Les vastes recherches et collectes de données publiées dans le cadre du projet ont largement contribué à ce revirement. Elles ont montré que même la Suisse - un pays dont le système juridique fonctionne en principe, dont l'application est conforme à l'État de droit et dont les lois sur la protection de l'environnement sont strictes - est loin d'avoir ne serait-ce qu'un début de contrôle de l'utilisation des pesticides. Les graves conclusions ont même surpris de nombreux spécialistes et représentants du secteur. Parallèlement, le projet a régulièrement dressé le portrait de producteurs qui renoncent avec succès aux pesticides ou a mis ces personnes à disposition pour des articles de fond dans les médias quotidiens. En montrant à plusieurs reprises que "oui, on peut aussi se passer de pesticides", les organisations concernées ont gagné en confiance dans cette voie qu'elles jugeaient auparavant trop extrême.
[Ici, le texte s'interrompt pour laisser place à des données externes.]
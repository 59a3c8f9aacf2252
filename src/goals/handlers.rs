use axum::{
    extract::{Path, Query, State},
    http::StatusCode,
    routing::{delete, get, post},
    Json, Router,
};
use tracing::{info, instrument, warn};
use uuid::Uuid;

use crate::auth::jwt::AuthUser;
use crate::error::{ApiError, ValidationError, WriteOutcome};
use crate::goals::dto::{CreateGoalRequest, GoalListQuery};
use crate::goals::repo::{self, Goal, GoalStatus};
use crate::state::AppState;

pub fn read_routes() -> Router<AppState> {
    Router::new().route("/goals", get(list_goals))
}

pub fn write_routes() -> Router<AppState> {
    Router::new()
        .route("/goals", post(create_goal))
        .route("/goals/:id/complete", post(complete_goal))
        .route("/goals/:id", delete(delete_goal))
}

#[instrument(skip(state))]
pub async fn list_goals(
    State(state): State<AppState>,
    AuthUser(user_id): AuthUser,
    Query(q): Query<GoalListQuery>,
) -> Result<Json<Vec<Goal>>, ApiError> {
    let status = q.status.unwrap_or(GoalStatus::Active);
    let goals = repo::list_goals(&state.db, user_id, status)
        .await
        .unwrap_or_else(|e| {
            warn!(error = %e, %user_id, "list_goals failed; returning no data");
            Vec::new()
        });
    Ok(Json(goals))
}

#[instrument(skip(state, payload))]
pub async fn create_goal(
    State(state): State<AppState>,
    AuthUser(user_id): AuthUser,
    Json(payload): Json<CreateGoalRequest>,
) -> Result<(StatusCode, Json<WriteOutcome>), ApiError> {
    let title = payload.title.trim();
    if title.is_empty() {
        return Err(ValidationError::GoalTitleEmpty.into());
    }

    let goal = repo::create_goal(
        &state.db,
        user_id,
        payload.goal_type,
        title,
        payload.description.as_deref(),
        payload.target_date,
    )
    .await?;
    info!(%user_id, goal_id = %goal.id, goal_type = ?goal.goal_type, "goal created");
    Ok((StatusCode::CREATED, Json(WriteOutcome::created(goal.id))))
}

#[instrument(skip(state))]
pub async fn complete_goal(
    State(state): State<AppState>,
    AuthUser(user_id): AuthUser,
    Path(id): Path<Uuid>,
) -> Result<Json<WriteOutcome>, ApiError> {
    if repo::complete_goal(&state.db, user_id, id).await? {
        info!(%user_id, goal_id = %id, "goal completed");
        Ok(Json(WriteOutcome::ok()))
    } else {
        Err(ApiError::NotFound("active goal"))
    }
}

#[instrument(skip(state))]
pub async fn delete_goal(
    State(state): State<AppState>,
    AuthUser(user_id): AuthUser,
    Path(id): Path<Uuid>,
) -> Result<Json<WriteOutcome>, ApiError> {
    if repo::delete_goal(&state.db, user_id, id).await? {
        info!(%user_id, goal_id = %id, "goal deleted");
        Ok(Json(WriteOutcome::ok()))
    } else {
        Err(ApiError::NotFound("goal"))
    }
}

#[cfg(test)]
mod tests {
    use super::*;

    #[test]
    fn goal_type_deserializes_from_snake_case() {
        let req: CreateGoalRequest = serde_json::from_str(
            r#"{"goal_type":"short_term","title":"Run a 5K"}"#,
        )
        .unwrap();
        assert_eq!(req.goal_type, crate::goals::repo::GoalType::ShortTerm);
        assert_eq!(req.title, "Run a 5K");
        assert!(req.description.is_none());
        assert!(req.target_date.is_none());
    }

    #[test]
    fn unknown_goal_type_is_rejected() {
        let res = serde_json::from_str::<CreateGoalRequest>(
            r#"{"goal_type":"forever","title":"x"}"#,
        );
        assert!(res.is_err());
    }
}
Enfin, le changement d'attitude a été en grande partie dû au lancement des deux initiatives agricoles, en particulier l'initiative sur l'eau potable (IEP). Dès le début, l'équipe du projet "Agriculture suisse sans pesticides" a apporté un soutien technique, conceptuel et médiatique intensif au comité d'initiative de l'initiative TWI. Les PPS, tout comme l'initiative sur les pesticides, ont largement contribué à faire de l'utilisation de pesticides à grande échelle dans l'agriculture et des dommages massifs qui en découlent un thème médiatique permanent. Parallèlement, les deux initiatives agricoles ont fortement contribué à déclencher un changement de mentalité dans de nombreuses exploitations agricoles. Grâce à d'innombrables mesures pratiques, qui ont été régulièrement mises en évidence et communiquées dans le cadre du présent projet, de nombreuses exploitations ont tenté depuis de renoncer à l'utilisation de pesticides ou de la réduire. Ce processus, par ailleurs peu communiqué et porteur d'espoir, contrastait singulièrement avec la communication des grandes associations agricoles et de l'agro-industrie qui travaille en étroite collaboration avec elles et qui, jusqu'à aujourd'hui, tente de présenter l'utilisation de pesticides comme inéluctable. Le lobby agricole argumente que l'abandon des pesticides entraînerait de gros problèmes d'approvisionnement de la population en denrées alimentaires indigènes ou qu'il faudrait importer davantage de denrées alimentaires produites de manière non durable.
Un succès important en vue d'un changement fondamental a également été le wording, c'est-à-dire l'utilisation du langage dans le public. L'agro-industrie, la Confédération, la plupart des représentants de la branche et même certaines organisations partenaires de l'Alliance agraire utilisent et défendent systématiquement le terme "produits phytosanitaires (PPP)". Personne ne doit associer ces produits à des dommages environnementaux ou à des problèmes de santé. Le terme "pesticides" a été strictement rejeté par ces milieux. Grâce à l'utilisation et à la justification obstinées du terme "pesticide", que l'initiative sur les pesticides et l'initiative sur l'eau potable ont toutes deux adoptées en se basant sur la définition du plan de réduction des pesticides, ce terme important est aujourd'hui bien établi.